Rural students in AP Physics summer program again achieve dramatic gains

Students in the AP physics summer preparatory academy conducted by Mississippi State and the Global Teaching Project build a spaghetti tower during a lesson. Students in the two-week program achieved dramatic gains in their understanding of physics. (Global Teaching Project)

STARKVILLE, Miss.—For the second consecutive summer, students from rural Mississippi who attended a residential AP Physics preparatory program conducted by Mississippi State University and the Global Teaching Project achieved dramatic gains in substantive understanding of course content, according to nationally recognized pre- and post-program assessments utilized by the American Association of Physics Teachers (AAPT).

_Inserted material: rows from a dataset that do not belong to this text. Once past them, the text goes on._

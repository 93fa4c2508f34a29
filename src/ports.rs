//! Collaborator contracts (§6): the traits an embedder implements to supply
//! time, scheduling, outgoing text, content resolution, and object
//! construction. `mudcore` calls these but never implements them itself —
//! it has no clock, no socket, no content loader of its own.

use crate::effects::EffectTemplate;
use crate::ids::Oid;
use crate::model::archetype::{Ability, Job, Race};
use crate::model::object::Entity;

pub use crate::logging::Logger;

/// Wall-clock time as milliseconds since an arbitrary fixed epoch. The core
/// never reads system time directly so tests can drive it deterministically.
pub trait Clock {
    fn now_ms(&self) -> i64;
}

#[derive(Debug, Clone, Copy, PartialEq, Eq, Hash)]
pub struct TimerHandle(pub u64);

/// Recurring timer registration, used for threat decay and effect ticks.
/// The core never polls a timestamp in a loop; it asks the scheduler to
/// call it back.
pub trait Scheduler {
    fn set_interval(&mut self, period_ms: u64) -> TimerHandle;
    fn clear_interval(&mut self, handle: TimerHandle);
}

#[derive(Debug, Clone, Copy, PartialEq, Eq)]
pub enum MessageGroup {
    Info,
    System,
    Combat,
}

/// Outgoing text to a single mob's player/AI, tagged by category so the
/// driver can route combat spam separately from system notices.
pub trait Sink {
    fn send(&mut self, target: Oid, text: &str, group: MessageGroup);
}

/// A fully-described, type-erased template record as produced by
/// `crate::serialize`'s template diffing. `mudcore` treats the payload as
/// opaque; only the embedder's `ObjectFactory` interprets it.
#[derive(Debug, Clone)]
pub struct Template {
    pub template_id: String,
    pub type_tag: String,
    pub payload: serde_json::Value,
}

/// Constructs a live entity from a template, optionally with a caller-chosen
/// oid (used during reset/respawn so the embedder controls id allocation).
pub trait ObjectFactory {
    fn create_from_template(&mut self, template: &Template, oid: Option<Oid>) -> Entity;
}

/// A room-presence event as seen by an observing mob's AI (§5: "per-mob AI
/// event sink is a pub/sub channel owned by the mob; subscribers live
/// outside the core"). `mudcore` only publishes; it never interprets these.
#[derive(Debug, Clone, Copy, PartialEq, Eq)]
pub enum RoomEvent {
    /// Another mob just arrived in the observer's room.
    Entrance,
    /// The observer just arrived and can now see the room's occupants.
    Sight,
    /// Another mob just left the observer's room.
    Exit,
}

/// Publishes room-presence events to a mob's AI event sink.
pub trait AiEventSink {
    fn publish(
        &mut self,
        observer_oid: Oid,
        subject_oid: Oid,
        event: RoomEvent,
        dir: Option<crate::direction::Direction>,
    );
}

/// Resolves content ids to their definitions. `mudcore` never embeds a race,
/// job, ability, or effect catalogue — those are data the embedder loads.
pub trait ArchetypeResolver {
    fn resolve_race(&self, id: &str) -> Option<&Race>;
    fn resolve_job(&self, id: &str) -> Option<&Job>;
    fn resolve_ability(&self, id: &str) -> Option<&Ability>;
    fn resolve_effect(&self, id: &str) -> Option<&EffectTemplate>;
}
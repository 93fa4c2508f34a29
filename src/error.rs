//! Error taxonomy for the world-simulation core.
//!
//! Recoverable conditions (missing templates, missing rooms, out-of-range
//! coordinates) never reach a caller as an `Err` — they're logged via
//! [`crate::logging::Logger`] and the operation returns `None`/`()`. The
//! variants below exist for the fatal conditions that indicate caller misuse
//! (these are the ones the spec says to "throw" on) and to give tests and
//! docs a single vocabulary for either case.

use std::fmt;

#[derive(Debug, Clone, PartialEq, Eq)]
pub enum WorldError {
    OutOfBounds(String),
    EmptyName(String),
    UnknownTemplate(String),
    UnknownRoom(String),
    InvalidTemplateTypeForSlot(String),
    MissingArchetypeLookup(String),
    SerializeCurrency(String),
    HitTypeNotFound(String),
}

impl fmt::Display for WorldError {
    fn fmt(&self, f: &mut fmt::Formatter<'_>) -> fmt::Result {
        match self {
            WorldError::OutOfBounds(m) => write!(f, "out of bounds: {m}"),
            WorldError::EmptyName(m) => write!(f, "empty name: {m}"),
            WorldError::UnknownTemplate(m) => write!(f, "unknown template: {m}"),
            WorldError::UnknownRoom(m) => write!(f, "unknown room: {m}"),
            WorldError::InvalidTemplateTypeForSlot(m) => {
                write!(f, "invalid template type for slot: {m}")
            }
            WorldError::MissingArchetypeLookup(m) => {
                write!(f, "missing archetype lookup: {m}")
            }
            WorldError::SerializeCurrency(m) => write!(f, "attempted to serialize currency: {m}"),
            WorldError::HitTypeNotFound(m) => write!(f, "hit type not found: {m}"),
        }
    }
}

impl std::error::Error for WorldError {}

pub type WorldResult<T> = Result<T, WorldError>;
//! The entity data model: the containment-graph node (`object`), mob state
//! (`mob`), race/job/ability content shapes (`archetype`), and small shared
//! value types (`types`).

pub mod archetype;
pub mod mob;
pub mod object;
pub mod types;
//! Object identity and the on-disk reference formats (§6).

use crate::error::{WorldError, WorldResult};
use std::fmt;

/// A process-unique integer identifying an object instance. Minted by an
/// external factory; the core never constructs one itself except for
/// negative sentinels used by tests and deserialization of objects that
/// haven't been assigned a "real" oid yet.
pub type Oid = i64;

/// Dungeon identifiers are non-empty strings free of `{`, `}`, `:`.
pub fn validate_dungeon_id(id: &str) -> WorldResult<()> {
    if id.is_empty() || id.contains(['{', '}', ':']) {
        return Err(WorldError::EmptyName(format!(
            "invalid dungeon id {id:?}"
        )));
    }
    Ok(())
}

#[derive(Debug, Clone, Copy, PartialEq, Eq, Hash)]
pub struct Coordinate {
    pub x: i32,
    pub y: i32,
    pub z: i32,
}

impl Coordinate {
    pub fn new(x: i32, y: i32, z: i32) -> Self {
        Coordinate { x, y, z }
    }
}

impl fmt::Display for Coordinate {
    fn fmt(&self, f: &mut fmt::Formatter<'_>) -> fmt::Result {
        write!(f, "{{{},{},{}}}", self.x, self.y, self.z)
    }
}

/// A stable on-disk room reference: `@<dungeonId>{x,y,z}`.
#[derive(Debug, Clone, PartialEq, Eq)]
pub struct RoomRef {
    pub dungeon_id: String,
    pub coordinates: Coordinate,
}

impl fmt::Display for RoomRef {
    fn fmt(&self, f: &mut fmt::Formatter<'_>) -> fmt::Result {
        write!(f, "@{}{}", self.dungeon_id, self.coordinates)
    }
}

impl RoomRef {
    pub fn new(dungeon_id: impl Into<String>, coordinates: Coordinate) -> Self {
        RoomRef {
            dungeon_id: dungeon_id.into(),
            coordinates,
        }
    }

    /// Parses `@<dungeonId>{x,y,z}`. Round-trips with `Display`.
    pub fn parse(s: &str) -> WorldResult<RoomRef> {
        let rest = s
            .strip_prefix('@')
            .ok_or_else(|| WorldError::UnknownRoom(format!("missing '@': {s}")))?;
        let open = rest
            .find('{')
            .ok_or_else(|| WorldError::UnknownRoom(format!("missing '{{': {s}")))?;
        let close = rest
            .find('}')
            .ok_or_else(|| WorldError::UnknownRoom(format!("missing '}}': {s}")))?;
        if close < open {
            return Err(WorldError::UnknownRoom(format!("malformed braces: {s}")));
        }
        let dungeon_id = &rest[..open];
        let coords_str = &rest[open + 1..close];
        let parts: Vec<&str> = coords_str.split(',').collect();
        if parts.len() != 3 {
            return Err(WorldError::UnknownRoom(format!(
                "expected 3 coordinates: {s}"
            )));
        }
        let parse_i32 = |p: &str| {
            p.trim()
                .parse::<i32>()
                .map_err(|_| WorldError::UnknownRoom(format!("bad coordinate in {s}")))
        };
        let x = parse_i32(parts[0])?;
        let y = parse_i32(parts[1])?;
        let z = parse_i32(parts[2])?;
        Ok(RoomRef {
            dungeon_id: dungeon_id.to_string(),
            coordinates: Coordinate::new(x, y, z),
        })
    }
}

/// A template id, either local (`sword-basic`) or globalized
/// (`@<dungeonId>:<templateId>`).
#[derive(Debug, Clone, PartialEq, Eq)]
pub enum TemplateRef {
    Local(String),
    Global { dungeon_id: String, template_id: String },
}

impl fmt::Display for TemplateRef {
    fn fmt(&self, f: &mut fmt::Formatter<'_>) -> fmt::Result {
        match self {
            TemplateRef::Local(id) => write!(f, "{id}"),
            TemplateRef::Global {
                dungeon_id,
                template_id,
            } => write!(f, "@{dungeon_id}:{template_id}"),
        }
    }
}

impl TemplateRef {
    pub fn parse(s: &str) -> TemplateRef {
        if let Some(rest) = s.strip_prefix('@') {
            if let Some((dungeon_id, template_id)) = rest.split_once(':') {
                return TemplateRef::Global {
                    dungeon_id: dungeon_id.to_string(),
                    template_id: template_id.to_string(),
                };
            }
        }
        TemplateRef::Local(s.to_string())
    }
}

#[cfg(test)]
mod tests {
    use super::*;

    #[test]
    fn room_ref_round_trips() {
        let r = RoomRef::new("midgar", Coordinate::new(3, 2, 0));
        let s = r.to_string();
        assert_eq!(s, "@midgar{3,2,0}");
        assert_eq!(RoomRef::parse(&s).unwrap(), r);
    }

    #[test]
    fn room_ref_rejects_missing_braces() {
        assert!(RoomRef::parse("@midgar3,2,0").is_err());
    }

    #[test]
    fn template_ref_parses_local_and_global() {
        assert_eq!(
            TemplateRef::parse("sword-basic"),
            TemplateRef::Local("sword-basic".to_string())
        );
        assert_eq!(
            TemplateRef::parse("@midgar:sword-basic"),
            TemplateRef::Global {
                dungeon_id: "midgar".to_string(),
                template_id: "sword-basic".to_string()
            }
        );
    }

    #[test]
    fn dungeon_id_validation() {
        assert!(validate_dungeon_id("midgar").is_ok());
        assert!(validate_dungeon_id("").is_err());
        assert!(validate_dungeon_id("mid{gar").is_err());
        assert!(validate_dungeon_id("mid:gar").is_err());
    }
}
/// Dungeon destruction (§3 Lifecycle): removes every room link touching one
/// of the dungeon's rooms, unassigns the dungeon field on every object that
/// pointed at it (rooms included, without destroying them), and empties the
/// grid. Leaves the `Dungeon` entry itself in the registry at zero rooms —
/// callers that want the id fully forgotten remove it from `world.dungeons`
/// separately.
pub fn destroy_dungeon(world: &mut World, dungeon_id: &str) {
    let room_oids: Vec<Oid> = world
        .dungeon(dungeon_id)
        .map(|d| d.rooms.values().copied().collect())
        .unwrap_or_default();

    let link_indices: Vec<usize> = world
        .room_links
        .iter()
        .enumerate()
        .filter(|(_, l)| room_oids.contains(&l.from_room) || room_oids.contains(&l.to_room))
        .map(|(i, _)| i)
        .collect();
    for index in link_indices.into_iter().rev() {
        crate::grid::remove_link(world, index);
    }

    for oid in world.dungeon_contents(dungeon_id) {
        if let Some(entity) = world.entity_mut(oid) {
            entity.base.dungeon = None;
        }
    }

    if let Some(dungeon) = world.dungeon_mut(dungeon_id) {
        dungeon.rooms.clear();
    }
}

/// Sets `base_weight` and repropagates the resulting `current_weight` delta
/// upward. A setup/test helper — gameplay code constructs objects with
/// `base_weight` already in place.
pub fn set_base_weight(world: &mut World, oid: Oid, new_base_weight: f64) {
    let Some(entity) = world.entity_mut(oid) else { return };
    let delta = new_base_weight - entity.base.base_weight;
    entity.base.base_weight = new_base_weight;
    entity.base.current_weight += delta;
    let parent = entity.base.location;
    if let Some(parent) = parent {
        propagate_weight_delta(world, parent, delta);
    }
}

From June 9-19, 49 students from 13 Mississippi high schools in 11 school districts participated in an immersive math and physics program on the MSU campus to help them prepare to take AP Physics 1 in the upcoming academic year at their schools. 

The program and the AP STEM classes offered during the academic year are part of a pilot program implemented by the Global Teaching Project to provide promising students in rural and low-income school districts access to the rigorous courses they need to achieve their full potential, but who attend schools that otherwise would not offer such courses, often due to a chronic shortage of qualified teachers. Additional Mississippi schools and students not represented at the summer program also will participate in the Global Teaching Project’s AP Physics 1 course.
Students were selected for the program by their schools based on their exceptional academic promise, but often had gaps in their academic foundation. The preparatory program seeks to mitigate these gaps, and student test results affirm that this summer’s program again achieved that goal.

Students made dramatic gains in the Force Concept Inventory (FCI), a widely used assessment recognized by the AAPT as a standard measure of knowledge among advanced high school or introductory college physics students. The FCI, administered at the beginning and end of physics courses, is used to “assess students’ understanding of the most basic concepts in Newtonian Physics,” with a focus on mechanics, forces, and kinematics.

Students in the 11-day program nearly doubled their average FCI scores, from 23.1 to 43.3. These results are very similar to the FCI scores for the 2018 summer program, even though this year’s program served substantially more students and more schools.

Of the 45 students in this year’s program who took both the pre- and post-program assessments, 43 increased their scores, one had an identical score, and one had a single fewer correct answer; 24 students—over half the examinees—at least doubled their scores. Moreover, students whose pre-assessment results were both at the lowest and highest ends of the tested cohort both earned sharply higher scores. “Hake,” or “normalized,” gains, which discount increases from relatively low baselines, also were considerable.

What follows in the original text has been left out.